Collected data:

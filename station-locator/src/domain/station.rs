//! Battery-swap station record.

use serde::{Deserialize, Serialize};

use super::Coordinates;

/// A battery-swap station, as supplied by the stations REST resource.
///
/// Stations are read-only inputs here: the management console owns their
/// lifecycle, this core only ranks them by road distance.
#[derive(Debug, Clone, PartialEq, Serialize, Deserialize)]
pub struct Station {
    pub id: i64,
    pub name: String,
    pub address: String,
    pub coordinates: Coordinates,
}

impl Station {
    /// Create a station record.
    pub fn new(
        id: i64,
        name: impl Into<String>,
        address: impl Into<String>,
        coordinates: Coordinates,
    ) -> Self {
        Self {
            id,
            name: name.into(),
            address: address.into(),
            coordinates,
        }
    }
}
//! HTTP-level tests for the resilient transport, against a mock server.
use std::time::Duration;

use wiremock::matchers::{method, path};
use wiremock::{Mock, MockServer, ResponseTemplate};

use attune_core::transport::{Transport, TransportConfig};
use attune_core::TransportError;

fn transport(retries: u32) -> Transport {
    let _ = env_logger::builder().is_test(true).try_init();
    Transport::new(TransportConfig {
        retries,
        min_backoff: Duration::from_millis(1),
        max_backoff: Duration::from_millis(5),
        timeout: Duration::from_millis(500),
    })
}

#[tokio::test]
async fn persistent_503_performs_exactly_retries_plus_one_attempts() {
    let server = MockServer::start().await;
    Mock::given(method("GET"))
        .and(path("/unavailable"))
        .respond_with(ResponseTemplate::new(503))
        .expect(4)
        .mount(&server)
        .await;

    let transport = transport(3);
    let request = transport.client().get(format!("{}/unavailable", server.uri()));
    let err = transport.send(request).await.unwrap_err();

    assert!(matches!(err, TransportError::Retryable { status: 503 }));
    server.verify().await;
}

#[tokio::test]
async fn recovery_after_503_short_circuits() {
    let server = MockServer::start().await;
    Mock::given(method("GET"))
        .and(path("/flaky"))
        .respond_with(ResponseTemplate::new(503))
        .up_to_n_times(1)
        .mount(&server)
        .await;
    Mock::given(method("GET"))
        .and(path("/flaky"))
        .respond_with(ResponseTemplate::new(200))
        .mount(&server)
        .await;

    let transport = transport(5);
    let request = transport.client().get(format!("{}/flaky", server.uri()));
    let response = transport.send(request).await.unwrap();

    assert!(response.status().is_success());
    assert_eq!(server.received_requests().await.unwrap().len(), 2);
}

#[tokio::test]
async fn non_retryable_status_aborts_immediately() {
    let server = MockServer::start().await;
    Mock::given(method("GET"))
        .and(path("/forbidden"))
        .respond_with(ResponseTemplate::new(403))
        .expect(1)
        .mount(&server)
        .await;

    let transport = transport(5);
    let request = transport.client().get(format!("{}/forbidden", server.uri()));
    let err = transport.send(request).await.unwrap_err();

    assert!(matches!(err, TransportError::NonRetryable { status: 403 }));
    server.verify().await;
}

#[tokio::test]
async fn slow_response_fails_with_timeout_and_is_not_retried() {
    let server = MockServer::start().await;
    Mock::given(method("GET"))
        .and(path("/slow"))
        .respond_with(ResponseTemplate::new(503).set_delay(Duration::from_secs(5)))
        .mount(&server)
        .await;

    let transport = Transport::new(TransportConfig {
        retries: 5,
        min_backoff: Duration::from_millis(1),
        max_backoff: Duration::from_millis(5),
        timeout: Duration::from_millis(50),
    });
    let request = transport.client().get(format!("{}/slow", server.uri()));
    let err = transport.send(request).await.unwrap_err();

    assert!(matches!(err, TransportError::Timeout));
    // The timed-out attempt is terminal, no second request goes out.
    assert_eq!(server.received_requests().await.unwrap().len(), 1);
}
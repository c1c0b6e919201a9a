//! Live selection overrides for preview tooling.
//!
//! A preview panel wants to force a specific variant regardless of what the server assigned.
//! [`OverrideSet`] holds those forced selections and notifies subscribers on every change so the
//! host can re-render. Overrides are merged over the stored selection array by the resolver's
//! *caller*; [`resolve`][crate::personalization::resolve] itself stays pure and override-free.
use std::collections::HashMap;
use std::sync::atomic::{AtomicU64, Ordering};
use std::sync::Mutex;

use crate::profile::SelectedPersonalization;

/// Handle returned by [`OverrideSet::subscribe`].
#[derive(Debug, Clone, Copy, PartialEq, Eq, Hash)]
pub struct SubscriptionHandle(u64);

type ChangeCallback = Box<dyn Fn() + Send + Sync>;

/// Mutable map of experience id → forced selection, with change notification.
#[derive(Default)]
pub struct OverrideSet {
    overrides: Mutex<HashMap<String, SelectedPersonalization>>,
    subscribers: Mutex<Vec<(u64, ChangeCallback)>>,
    next_id: AtomicU64,
}

impl OverrideSet {
    pub fn new() -> OverrideSet {
        OverrideSet::default()
    }

    /// Force a selection for its experience. Replaces any previous override for the same
    /// experience.
    pub fn set(&self, selection: SelectedPersonalization) {
        {
            let mut overrides = self.lock_overrides();
            overrides.insert(selection.experience_id.clone(), selection);
        }
        self.notify();
    }

    /// Remove the override for one experience. Returns whether one was present.
    pub fn clear(&self, experience_id: &str) -> bool {
        let removed = self.lock_overrides().remove(experience_id).is_some();
        if removed {
            self.notify();
        }
        removed
    }

    pub fn clear_all(&self) {
        let was_empty = {
            let mut overrides = self.lock_overrides();
            let was_empty = overrides.is_empty();
            overrides.clear();
            was_empty
        };
        if !was_empty {
            self.notify();
        }
    }

    pub fn is_empty(&self) -> bool {
        self.lock_overrides().is_empty()
    }

    /// Merge overrides over a server-provided selection array: overridden experiences are
    /// replaced in place, overrides for experiences not in the array are appended.
    pub fn apply(&self, selections: &[SelectedPersonalization]) -> Vec<SelectedPersonalization> {
        let overrides = self.lock_overrides();
        if overrides.is_empty() {
            return selections.to_vec();
        }

        let mut merged: Vec<SelectedPersonalization> = selections
            .iter()
            .map(|s| overrides.get(&s.experience_id).unwrap_or(s).clone())
            .collect();
        for (experience_id, selection) in overrides.iter() {
            if !selections.iter().any(|s| &s.experience_id == experience_id) {
                merged.push(selection.clone());
            }
        }
        merged
    }

    /// Register a callback invoked after every change to the override set.
    pub fn subscribe(&self, callback: impl Fn() + Send + Sync + 'static) -> SubscriptionHandle {
        let id = self.next_id.fetch_add(1, Ordering::Relaxed);
        let mut subscribers = self.lock_subscribers();
        subscribers.push((id, Box::new(callback)));
        SubscriptionHandle(id)
    }

    /// Remove a subscriber. Returns `false` if the handle was already unsubscribed.
    pub fn unsubscribe(&self, handle: SubscriptionHandle) -> bool {
        let mut subscribers = self.lock_subscribers();
        let before = subscribers.len();
        subscribers.retain(|(id, _)| *id != handle.0);
        subscribers.len() != before
    }

    fn notify(&self) {
        let subscribers = self.lock_subscribers();
        for (_, callback) in subscribers.iter() {
            callback();
        }
    }

    fn lock_overrides(
        &self,
    ) -> std::sync::MutexGuard<'_, HashMap<String, SelectedPersonalization>> {
        self.overrides
            .lock()
            .expect("thread holding override lock should not panic")
    }

    fn lock_subscribers(&self) -> std::sync::MutexGuard<'_, Vec<(u64, ChangeCallback)>> {
        self.subscribers
            .lock()
            .expect("thread holding subscriber lock should not panic")
    }
}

GOAL OF THE EXERCISE: If a line contains the word "notify", it counts; please state how many such lines the records above have, and nothing more.

WRITTEN SOLUTION: 4